**TO DO:** Look for "SignalingRole" in every line of the listing. Copy the lines that have it.

**DATA RECORDS:**
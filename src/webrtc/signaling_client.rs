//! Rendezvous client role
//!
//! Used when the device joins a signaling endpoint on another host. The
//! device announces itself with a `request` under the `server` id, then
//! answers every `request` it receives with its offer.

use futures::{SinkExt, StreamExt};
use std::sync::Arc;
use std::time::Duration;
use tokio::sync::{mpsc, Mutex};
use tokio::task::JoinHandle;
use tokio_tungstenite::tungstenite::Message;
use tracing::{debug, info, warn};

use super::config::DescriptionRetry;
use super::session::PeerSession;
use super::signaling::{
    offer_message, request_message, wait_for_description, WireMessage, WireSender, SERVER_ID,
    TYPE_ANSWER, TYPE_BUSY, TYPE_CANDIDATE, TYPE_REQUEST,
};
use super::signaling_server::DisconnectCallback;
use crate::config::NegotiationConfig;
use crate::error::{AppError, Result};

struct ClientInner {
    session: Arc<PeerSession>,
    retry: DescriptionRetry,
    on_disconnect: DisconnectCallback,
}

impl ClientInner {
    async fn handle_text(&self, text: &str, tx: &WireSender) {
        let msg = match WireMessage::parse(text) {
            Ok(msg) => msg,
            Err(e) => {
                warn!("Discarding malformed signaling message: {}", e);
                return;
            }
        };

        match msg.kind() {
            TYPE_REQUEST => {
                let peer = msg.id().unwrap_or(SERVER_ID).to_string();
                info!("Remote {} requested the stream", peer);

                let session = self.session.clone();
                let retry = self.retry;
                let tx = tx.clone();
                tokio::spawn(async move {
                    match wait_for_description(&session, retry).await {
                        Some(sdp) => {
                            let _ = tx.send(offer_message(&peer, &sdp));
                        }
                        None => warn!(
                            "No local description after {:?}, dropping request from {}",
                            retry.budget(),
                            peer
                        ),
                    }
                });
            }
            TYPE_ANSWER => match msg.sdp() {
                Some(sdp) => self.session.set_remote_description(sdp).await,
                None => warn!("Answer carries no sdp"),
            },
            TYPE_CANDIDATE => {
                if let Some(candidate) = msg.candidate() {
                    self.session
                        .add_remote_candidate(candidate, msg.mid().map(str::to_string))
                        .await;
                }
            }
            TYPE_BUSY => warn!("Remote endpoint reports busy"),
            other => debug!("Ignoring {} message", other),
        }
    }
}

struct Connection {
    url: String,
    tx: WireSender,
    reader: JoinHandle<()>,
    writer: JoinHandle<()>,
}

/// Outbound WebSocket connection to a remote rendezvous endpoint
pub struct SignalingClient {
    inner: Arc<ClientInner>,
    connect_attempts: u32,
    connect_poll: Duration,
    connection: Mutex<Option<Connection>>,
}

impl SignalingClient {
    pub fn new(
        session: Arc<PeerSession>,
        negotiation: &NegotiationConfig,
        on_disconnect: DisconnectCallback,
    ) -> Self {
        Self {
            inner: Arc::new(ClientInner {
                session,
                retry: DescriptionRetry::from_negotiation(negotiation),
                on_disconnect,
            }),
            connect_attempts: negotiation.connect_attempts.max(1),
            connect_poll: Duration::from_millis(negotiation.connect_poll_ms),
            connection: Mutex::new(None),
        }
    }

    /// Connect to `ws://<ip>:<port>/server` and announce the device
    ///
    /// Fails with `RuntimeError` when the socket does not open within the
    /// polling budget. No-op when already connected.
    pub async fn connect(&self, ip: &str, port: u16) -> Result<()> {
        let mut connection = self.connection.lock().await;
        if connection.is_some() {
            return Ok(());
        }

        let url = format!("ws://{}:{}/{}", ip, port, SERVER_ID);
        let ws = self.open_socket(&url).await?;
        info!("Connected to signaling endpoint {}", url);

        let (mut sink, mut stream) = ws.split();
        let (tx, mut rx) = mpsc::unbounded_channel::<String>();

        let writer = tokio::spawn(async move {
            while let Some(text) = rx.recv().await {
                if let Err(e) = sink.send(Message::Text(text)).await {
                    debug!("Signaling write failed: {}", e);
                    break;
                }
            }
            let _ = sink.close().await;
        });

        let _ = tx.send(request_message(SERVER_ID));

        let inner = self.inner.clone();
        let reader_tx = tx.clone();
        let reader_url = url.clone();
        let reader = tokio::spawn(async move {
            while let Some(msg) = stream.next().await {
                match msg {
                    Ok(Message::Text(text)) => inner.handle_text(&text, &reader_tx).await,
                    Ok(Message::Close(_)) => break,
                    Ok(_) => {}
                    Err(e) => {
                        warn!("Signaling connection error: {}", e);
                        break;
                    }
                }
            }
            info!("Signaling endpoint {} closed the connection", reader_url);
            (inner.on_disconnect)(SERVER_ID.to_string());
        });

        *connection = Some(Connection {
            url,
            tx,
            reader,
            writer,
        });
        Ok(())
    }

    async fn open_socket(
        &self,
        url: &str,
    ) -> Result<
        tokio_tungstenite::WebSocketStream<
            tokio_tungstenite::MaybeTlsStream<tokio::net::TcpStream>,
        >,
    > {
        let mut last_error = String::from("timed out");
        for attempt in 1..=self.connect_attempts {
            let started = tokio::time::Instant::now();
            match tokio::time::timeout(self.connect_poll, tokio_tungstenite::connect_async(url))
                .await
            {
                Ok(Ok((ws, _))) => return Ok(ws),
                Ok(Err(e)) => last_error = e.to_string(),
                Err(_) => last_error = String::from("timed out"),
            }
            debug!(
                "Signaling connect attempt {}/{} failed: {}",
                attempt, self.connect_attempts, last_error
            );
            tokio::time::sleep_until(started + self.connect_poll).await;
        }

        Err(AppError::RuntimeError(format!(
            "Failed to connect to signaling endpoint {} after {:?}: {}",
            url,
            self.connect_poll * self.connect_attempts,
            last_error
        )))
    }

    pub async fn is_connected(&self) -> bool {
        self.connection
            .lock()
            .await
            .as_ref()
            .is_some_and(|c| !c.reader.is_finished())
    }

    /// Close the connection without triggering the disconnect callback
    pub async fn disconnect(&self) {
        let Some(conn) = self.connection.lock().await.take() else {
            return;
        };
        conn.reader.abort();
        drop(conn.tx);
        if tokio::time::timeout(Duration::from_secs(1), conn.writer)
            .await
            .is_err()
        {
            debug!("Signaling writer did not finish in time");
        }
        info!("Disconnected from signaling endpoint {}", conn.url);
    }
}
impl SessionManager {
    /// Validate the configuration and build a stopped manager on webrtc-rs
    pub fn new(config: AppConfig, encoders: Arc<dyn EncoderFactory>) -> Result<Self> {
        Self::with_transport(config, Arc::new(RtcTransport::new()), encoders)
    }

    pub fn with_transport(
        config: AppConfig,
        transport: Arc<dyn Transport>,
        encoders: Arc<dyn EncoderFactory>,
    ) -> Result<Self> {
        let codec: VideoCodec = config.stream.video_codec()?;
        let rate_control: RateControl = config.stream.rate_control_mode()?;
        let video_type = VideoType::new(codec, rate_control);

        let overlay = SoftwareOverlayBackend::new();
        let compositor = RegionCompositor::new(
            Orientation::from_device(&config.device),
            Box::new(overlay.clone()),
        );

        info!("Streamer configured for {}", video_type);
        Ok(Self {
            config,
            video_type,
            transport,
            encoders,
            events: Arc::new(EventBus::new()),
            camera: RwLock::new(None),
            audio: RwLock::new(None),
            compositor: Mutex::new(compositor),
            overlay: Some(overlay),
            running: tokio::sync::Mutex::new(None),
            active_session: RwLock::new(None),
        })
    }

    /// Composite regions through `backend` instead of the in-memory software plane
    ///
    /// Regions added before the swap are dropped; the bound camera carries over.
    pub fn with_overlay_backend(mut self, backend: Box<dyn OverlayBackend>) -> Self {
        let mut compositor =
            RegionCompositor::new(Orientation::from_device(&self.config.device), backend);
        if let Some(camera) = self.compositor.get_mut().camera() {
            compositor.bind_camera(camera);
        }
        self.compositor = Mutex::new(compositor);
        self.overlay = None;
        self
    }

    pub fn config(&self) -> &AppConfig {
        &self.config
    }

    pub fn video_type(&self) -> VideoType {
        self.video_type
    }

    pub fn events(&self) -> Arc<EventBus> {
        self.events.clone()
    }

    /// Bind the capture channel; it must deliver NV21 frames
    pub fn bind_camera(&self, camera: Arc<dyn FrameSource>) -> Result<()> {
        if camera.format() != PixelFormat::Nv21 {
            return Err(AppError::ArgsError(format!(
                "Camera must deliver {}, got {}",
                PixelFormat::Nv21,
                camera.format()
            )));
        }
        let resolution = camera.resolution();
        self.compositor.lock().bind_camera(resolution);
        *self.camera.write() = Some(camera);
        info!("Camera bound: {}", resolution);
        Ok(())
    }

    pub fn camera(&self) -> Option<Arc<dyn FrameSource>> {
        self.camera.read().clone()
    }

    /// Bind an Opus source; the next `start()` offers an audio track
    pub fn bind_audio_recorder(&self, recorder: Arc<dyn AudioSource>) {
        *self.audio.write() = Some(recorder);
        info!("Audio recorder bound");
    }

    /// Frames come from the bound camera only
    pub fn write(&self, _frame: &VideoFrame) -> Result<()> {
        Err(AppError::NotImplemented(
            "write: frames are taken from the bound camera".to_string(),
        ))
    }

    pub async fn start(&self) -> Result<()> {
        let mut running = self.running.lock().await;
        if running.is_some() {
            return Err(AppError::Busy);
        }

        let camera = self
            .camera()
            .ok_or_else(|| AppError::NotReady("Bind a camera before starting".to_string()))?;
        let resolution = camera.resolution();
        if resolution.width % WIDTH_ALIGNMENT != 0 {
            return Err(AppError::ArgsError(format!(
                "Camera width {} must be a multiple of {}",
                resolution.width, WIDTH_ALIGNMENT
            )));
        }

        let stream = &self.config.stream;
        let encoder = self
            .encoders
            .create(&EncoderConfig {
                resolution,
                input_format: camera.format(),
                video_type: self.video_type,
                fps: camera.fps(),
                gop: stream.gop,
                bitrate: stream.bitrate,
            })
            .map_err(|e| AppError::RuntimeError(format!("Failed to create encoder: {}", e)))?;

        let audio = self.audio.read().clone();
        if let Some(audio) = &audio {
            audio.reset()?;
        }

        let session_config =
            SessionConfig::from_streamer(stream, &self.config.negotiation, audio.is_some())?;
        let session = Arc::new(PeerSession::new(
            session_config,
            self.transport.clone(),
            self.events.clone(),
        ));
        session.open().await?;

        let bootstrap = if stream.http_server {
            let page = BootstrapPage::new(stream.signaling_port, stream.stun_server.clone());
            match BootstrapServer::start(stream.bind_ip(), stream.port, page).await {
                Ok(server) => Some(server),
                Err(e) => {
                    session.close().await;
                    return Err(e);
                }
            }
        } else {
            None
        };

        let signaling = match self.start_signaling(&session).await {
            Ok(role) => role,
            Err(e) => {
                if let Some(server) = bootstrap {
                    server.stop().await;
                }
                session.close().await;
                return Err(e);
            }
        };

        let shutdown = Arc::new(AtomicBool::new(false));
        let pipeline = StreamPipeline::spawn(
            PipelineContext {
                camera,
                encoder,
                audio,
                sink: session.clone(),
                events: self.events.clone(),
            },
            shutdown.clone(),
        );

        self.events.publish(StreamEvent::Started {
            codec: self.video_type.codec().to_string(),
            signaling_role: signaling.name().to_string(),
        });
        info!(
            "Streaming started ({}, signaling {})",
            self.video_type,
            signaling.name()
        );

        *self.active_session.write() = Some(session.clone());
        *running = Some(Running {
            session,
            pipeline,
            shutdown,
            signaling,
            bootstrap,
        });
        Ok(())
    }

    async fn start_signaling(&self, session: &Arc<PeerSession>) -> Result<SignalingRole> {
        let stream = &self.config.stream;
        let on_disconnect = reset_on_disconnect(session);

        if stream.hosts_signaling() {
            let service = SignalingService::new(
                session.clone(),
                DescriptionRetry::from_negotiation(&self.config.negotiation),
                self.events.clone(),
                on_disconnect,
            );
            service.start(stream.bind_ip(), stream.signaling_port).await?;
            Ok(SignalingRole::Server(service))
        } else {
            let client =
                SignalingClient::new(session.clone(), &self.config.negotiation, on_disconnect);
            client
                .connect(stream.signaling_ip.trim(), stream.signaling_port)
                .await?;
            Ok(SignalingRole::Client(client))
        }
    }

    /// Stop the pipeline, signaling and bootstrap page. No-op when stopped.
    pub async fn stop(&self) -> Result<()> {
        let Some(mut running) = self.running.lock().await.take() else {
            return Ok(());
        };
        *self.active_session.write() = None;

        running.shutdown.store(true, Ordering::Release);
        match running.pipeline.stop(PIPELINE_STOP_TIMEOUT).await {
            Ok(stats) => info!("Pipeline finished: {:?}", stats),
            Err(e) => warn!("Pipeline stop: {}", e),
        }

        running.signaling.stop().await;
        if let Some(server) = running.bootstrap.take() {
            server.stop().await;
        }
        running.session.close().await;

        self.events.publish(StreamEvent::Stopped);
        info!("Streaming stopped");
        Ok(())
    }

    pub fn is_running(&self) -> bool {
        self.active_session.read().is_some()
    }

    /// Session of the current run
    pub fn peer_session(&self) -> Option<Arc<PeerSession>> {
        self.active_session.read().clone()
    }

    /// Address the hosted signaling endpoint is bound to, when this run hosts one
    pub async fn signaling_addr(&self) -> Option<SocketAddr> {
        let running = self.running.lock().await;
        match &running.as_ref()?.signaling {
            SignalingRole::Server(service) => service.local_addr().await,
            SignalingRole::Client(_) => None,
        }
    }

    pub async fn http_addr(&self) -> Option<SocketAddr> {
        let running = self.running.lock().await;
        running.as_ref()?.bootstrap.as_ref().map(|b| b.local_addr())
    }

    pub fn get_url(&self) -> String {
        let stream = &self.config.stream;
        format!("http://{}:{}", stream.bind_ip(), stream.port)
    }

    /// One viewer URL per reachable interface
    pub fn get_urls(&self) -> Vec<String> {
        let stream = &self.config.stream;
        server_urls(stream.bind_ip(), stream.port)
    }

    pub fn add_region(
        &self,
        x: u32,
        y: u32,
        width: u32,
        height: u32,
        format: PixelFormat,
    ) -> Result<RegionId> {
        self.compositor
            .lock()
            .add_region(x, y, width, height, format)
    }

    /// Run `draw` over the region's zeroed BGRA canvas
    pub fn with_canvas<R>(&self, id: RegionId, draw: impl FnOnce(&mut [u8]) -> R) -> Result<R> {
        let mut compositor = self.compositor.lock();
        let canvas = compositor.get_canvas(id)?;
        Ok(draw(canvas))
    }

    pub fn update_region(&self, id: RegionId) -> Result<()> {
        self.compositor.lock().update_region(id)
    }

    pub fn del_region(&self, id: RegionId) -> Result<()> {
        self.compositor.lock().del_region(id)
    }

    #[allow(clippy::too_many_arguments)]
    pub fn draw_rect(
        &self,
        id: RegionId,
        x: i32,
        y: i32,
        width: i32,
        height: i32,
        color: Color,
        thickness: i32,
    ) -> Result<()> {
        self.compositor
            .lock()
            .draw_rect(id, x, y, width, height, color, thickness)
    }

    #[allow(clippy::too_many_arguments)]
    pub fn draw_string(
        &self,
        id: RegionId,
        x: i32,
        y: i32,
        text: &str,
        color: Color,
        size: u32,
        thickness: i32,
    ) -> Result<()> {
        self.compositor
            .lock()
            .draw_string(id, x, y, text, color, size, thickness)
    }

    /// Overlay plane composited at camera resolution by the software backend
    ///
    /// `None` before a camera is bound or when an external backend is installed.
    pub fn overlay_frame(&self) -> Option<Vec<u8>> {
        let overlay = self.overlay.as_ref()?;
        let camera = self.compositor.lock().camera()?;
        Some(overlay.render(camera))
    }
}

**RESULT BELOW:**
    async fn start_signaling(&self, session: &Arc<PeerSession>) -> Result<SignalingRole> {
            Ok(SignalingRole::Server(service))
            Ok(SignalingRole::Client(client))
            SignalingRole::Server(service) => service.local_addr().await,
            SignalingRole::Client(_) => None,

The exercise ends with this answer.